Sus quejas se centran en la falta de tiempo material –apenas siete días– para preparar las programaciones y la organización de un nuevo curso académico. Algo cierto. Aunque, como toda verdad a medias, esconde una realidad bastante incómoda: la falta de tiempo que alegan no es del todo cierta. Los padres, agrupados en distintas entidades representativas de la escuela pública, han replicado llamando la atención sobre el hecho –conocido y tolerado por la Administración autonómica desde hace décadas– de que existe un mes de julio que, en el calendario escolar, suele ser inhábil, aunque por razones de mera conveniencia entre los profesores y la administración, más que por una suerte de ley inmutable. Como todo en la vida, esta especie de costumbre, o casi tradición, puede (y quizás debiera) modificarse. Los padres así lo han hecho constar. E incluso han ido más lejos: reclaman que el curso se inicie el primer día de septiembre.

Intereses creados

La respuesta de los docentes –de sus representantes sindicales, al menos– ha sido la previsible: movilizarse y, con el argumento de que lo que necesita el sistema educativo es una reforma estructural –cosa con la que muchos ciudadanos podrían estar de acuerdo–, negarse a asumir la propuesta de la Junta, que es a quien compete organizar el curso. Habría que preguntarse, quizás, si la “reforma estructural” que reclaman los docentes no debería empezar por ellos mismos. Porque muchos de los profesores –al menos, los que dicen representar los sindicatos; obvio es que no todo el monte es orégano entre los docentes– han pasado a formar parte de esa anquilosada pieza estructural que es la función pública, casta que se nutre del resto de sectores económicos y productivos de la sociedad pero rara vez se adapta a las necesidades de sus principales clientes: los ciudadanos.

Viven una vida autónoma, sin miedo a los despidos, sin grandes dificultades laborales –no así organizativas, claro está– y sin más enemigo que la inflación, que ahora parece ir a la baja.
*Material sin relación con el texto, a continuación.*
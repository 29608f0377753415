//! KPI analysis next to the main answer path.
//!
//! In research mode the run halts at `select_analysis` with the catalog's
//! topics. When the user picks one, `kpi_analysis` runs in the same superstep
//! as the answer path: every distinct input of the topic is looked up with one
//! RAG question, the figure is extracted from the answer and the topic's
//! formulas are evaluated. A lookup that fails only leaves its KPIs
//! uncomputed.

use finrag_graph::NodeContext;
use futures::stream::{self, StreamExt};
use llm::StructuredLlmExt;
use std::collections::HashMap;
use tracing::{info, warn};

use super::prompts::{self, tasks, REFUSAL};
use super::rag::RagRunner;
use super::schemas::ExtractedValue;
use super::state::{SharedState, StatePatch};
use crate::document::Document;
use crate::error::Result;
use crate::kpi::{self, KpiCatalog, KpiInput, KpiInputValue, KpiResult};
use crate::reports::ReportKey;
use crate::services::Services;

/// Topic named by the user's answer: a 1-based index or a topic name.
/// Empty or `skip` means no analysis.
pub(crate) fn parse_topic_choice(catalog: &KpiCatalog, answer: &str) -> Option<String> {
    let answer = answer.trim();
    if answer.is_empty() || answer.eq_ignore_ascii_case("skip") {
        return None;
    }
    let names = catalog.topic_names();
    if let Ok(index) = answer.parse::<usize>() {
        return index.checked_sub(1).and_then(|i| names.get(i)).map(|n| n.to_string());
    }
    catalog.topic(answer).map(|t| t.name.clone())
}

/// Prompt shown at the analysis interrupt
pub fn topic_menu(catalog: &KpiCatalog) -> String {
    let lines: Vec<String> = catalog
        .topics
        .iter()
        .enumerate()
        .map(|(i, topic)| format!("{}. {} - {}", i + 1, topic.name, topic.description))
        .collect();
    format!(
        "Run a KPI analysis? Pick a topic by number or name, or leave empty to skip:\n{}",
        lines.join("\n")
    )
}

/// Runs on resume: record the chosen topic
pub(crate) async fn select_analysis(svc: Services, state: SharedState, _ctx: NodeContext) -> Result<StatePatch> {
    let topic = parse_topic_choice(&svc.kpis, &state.user_response);
    match &topic {
        Some(topic) => info!(topic = %topic, "KPI analysis selected"),
        None if !state.user_response.trim().is_empty() && !state.user_response.trim().eq_ignore_ascii_case("skip") => {
            warn!(answer = %state.user_response, "unknown analysis topic, skipping")
        }
        None => info!("KPI analysis skipped"),
    }
    Ok(StatePatch {
        analysis_topic: Some(topic.unwrap_or_default()),
        user_response: Some(String::new()),
        ..Default::default()
    })
}

fn input_question(input: &KpiInput, report: Option<&ReportKey>, query: &str) -> String {
    match report {
        Some(key) => format!(
            "What was the {} of {} in fiscal {} according to its {}?",
            input.description, key.company, key.year, key.doc_type
        ),
        None => format!("What was the {}? Context: {query}", input.description),
    }
}

async fn resolve_input(
    svc: &Services,
    rag: &RagRunner,
    ctx: &NodeContext,
    input: &KpiInput,
    question: String,
) -> Result<(KpiInputValue, Vec<Document>)> {
    let outcome = rag.run(&question, ctx).await?;
    if outcome.refused || outcome.answer.trim() == REFUSAL {
        return Ok((
            KpiInputValue {
                name: input.name.clone(),
                value: None,
                citations: Vec::new(),
            },
            outcome.documents,
        ));
    }

    let prompt = format!(
        "Figure: {} ({})\n\nAnswer:\n{}",
        input.name, input.description, outcome.answer
    );
    let extracted: ExtractedValue = svc
        .llm
        .structured(tasks::EXTRACT_KPI_VALUE, prompts::EXTRACT_KPI_VALUE, &prompt)
        .await?;
    let value = extracted.value.filter(|v| v.is_finite());
    Ok((
        KpiInputValue {
            name: input.name.clone(),
            value,
            citations: if value.is_some() { outcome.citations } else { Vec::new() },
        },
        outcome.documents,
    ))
}

pub(crate) async fn kpi_analysis(
    deps: (Services, RagRunner),
    state: SharedState,
    ctx: NodeContext,
) -> Result<StatePatch> {
    let (svc, rag) = deps;
    let Some(topic) = svc.kpis.topic(&state.analysis_topic).cloned() else {
        warn!(topic = %state.analysis_topic, "no such KPI topic");
        return Ok(StatePatch::default());
    };

    let inputs: Vec<KpiInput> = topic.inputs().into_iter().cloned().collect();
    let width = svc.limits.grading_concurrency.max(1);
    let resolved: Vec<(KpiInputValue, Vec<Document>)> = stream::iter(inputs)
        .map(|input| {
            let question = input_question(&input, state.report.as_ref(), state.working_query());
            let (svc, rag, ctx) = (svc.clone(), rag.clone(), ctx.clone());
            async move {
                match resolve_input(&svc, &rag, &ctx, &input, question).await {
                    Ok(found) => found,
                    Err(err) => {
                        warn!(input = %input.name, error = %err, "KPI input lookup failed");
                        let missing = KpiInputValue {
                            name: input.name.clone(),
                            value: None,
                            citations: Vec::new(),
                        };
                        (missing, Vec::new())
                    }
                }
            }
        })
        .buffer_unordered(width)
        .collect()
        .await;

    let mut values: HashMap<String, KpiInputValue> = HashMap::new();
    let mut documents: Vec<Document> = Vec::new();
    for (value, found) in resolved {
        for document in found {
            if !documents.iter().any(|d| d.id == document.id) {
                documents.push(document);
            }
        }
        values.insert(value.name.clone(), value);
    }

    let results: Vec<KpiResult> = topic
        .kpis
        .iter()
        .map(|definition| kpi::compute(&topic.name, definition, &values))
        .collect();
    let mut citations: Vec<String> = Vec::new();
    for citation in results.iter().flat_map(KpiResult::citations) {
        if !citations.contains(citation) {
            citations.push(citation.clone());
        }
    }
    let computed = results.iter().filter(|r| r.value.is_some()).count();
    info!(topic = %topic.name, kpis = results.len(), computed, "KPI analysis finished");

    Ok(StatePatch {
        kpi_results: Some(results),
        citations: Some(citations),
        documents: Some(documents),
        ..Default::default()
    })
}

/// Answer with the KPI section appended
pub(crate) fn with_kpi_section(answer: &str, results: &[KpiResult]) -> String {
    if results.is_empty() {
        return answer.to_string();
    }
    let topic = &results[0].topic;
    let lines: Vec<String> = results.iter().map(KpiResult::render).collect();
    format!("{answer}\n\nKPI analysis ({topic}):\n{}", lines.join("\n"))
}

#[cfg(test)]
mod tests {
    use super::*;

    #[test]
    fn test_topic_choice_by_index_or_name() {
        let catalog = KpiCatalog::builtin().unwrap();
        let first = catalog.topic_names()[0].to_string();
        assert_eq!(parse_topic_choice(&catalog, "1"), Some(first));
        assert_eq!(parse_topic_choice(&catalog, "liquidity"), Some("Liquidity".to_string()));
        assert_eq!(parse_topic_choice(&catalog, "0"), None);
        assert_eq!(parse_topic_choice(&catalog, "99"), None);
        assert_eq!(parse_topic_choice(&catalog, "skip"), None);
        assert_eq!(parse_topic_choice(&catalog, ""), None);
        assert_eq!(parse_topic_choice(&catalog, "astrology"), None);
    }

    #[test]
    fn test_menu_lists_topics() {
        let catalog = KpiCatalog::builtin().unwrap();
        let menu = topic_menu(&catalog);
        assert!(menu.contains("1. Profitability"));
        assert!(menu.contains("Liquidity"));
    }

    #[test]
    fn test_input_question_names_the_filing() {
        let input = KpiInput {
            name: "current_assets".into(),
            description: "total current assets".into(),
        };
        let key = ReportKey::new("Apple", 2022, "10-K");
        assert_eq!(
            input_question(&input, Some(&key), "ignored"),
            "What was the total current assets of Apple in fiscal 2022 according to its 10-K?"
        );
    }

    #[test]
    fn test_kpi_section_is_appended() {
        assert_eq!(with_kpi_section("answer", &[]), "answer");
        let result = KpiResult {
            topic: "Liquidity".into(),
            name: "Current ratio".into(),
            formula: "current_assets / current_liabilities".into(),
            unit: "x".into(),
            value: Some(1.5),
            inputs: vec![],
            missing: vec![],
            note: None,
        };
        assert_eq!(
            with_kpi_section("answer", &[result]),
            "answer\n\nKPI analysis (Liquidity):\n- Current ratio: 1.50 x (current_assets / current_liabilities)"
        );
    }
}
En tiempos de crisis, como los que vivimos en estos momentos, los funcionarios están blindados ante la intemperie. Pero, en lugar de dar gracias al sistema por su privilegiada y envidable posición –aquí habría que recordar que nada es eterno en la vida, ni siquiera el hecho de haber ganado una oposición hace tiempo–, adoptan la actitud de protestar airadamente por una reforma menor que apenas busca facilitar algo la vida de miles de familias sevillanas. Un ejemplo de cómo los intereses corporativos de este colectivo suelen chocar con aquellas propuestas que pretenden modificar, siquiera en parte, el statu quo de la educación.

La Junta, de momento, no ha movido ficha. Mañana se reunirá con los sindicatos para buscar un acuerdo. De su posición dependerá el juicio que los ciudadanos hagan de su gestión. Pero está claro que la situación existente es, en buena parte, responsabilidad suya, al no obligar a los centros –a los directores de instituto, por ser más concretos– a que el curso empiece a prepararse en julio. La autoridad no depende de un cargo, sino de una actitud. Y la Junta rara vez ha sido capaz de dar ejemplo y cumplir con sus obligaciones para que los docentes no tengan excusa que justifique su ausencia de los centros en julio. Educación no cumple y los profesores, en su inmensa mayoría –un 60%, según afirman sus propios sindicatos–, se aprovechan de tal situación. Quienes sufren la coyuntura son los padres, obligados a modificar su vida por la conveniencia de funcionarios y profesores. Nadie duda de que cualquier colectivo tiene derecho a defender sus propios intereses. Pero existen límites. Su actitud, además, es poco inteligente. Por evitarse sólo siete días más de trabajo pueden terminar perdiendo treinta de descanso oficioso. Magro negocio.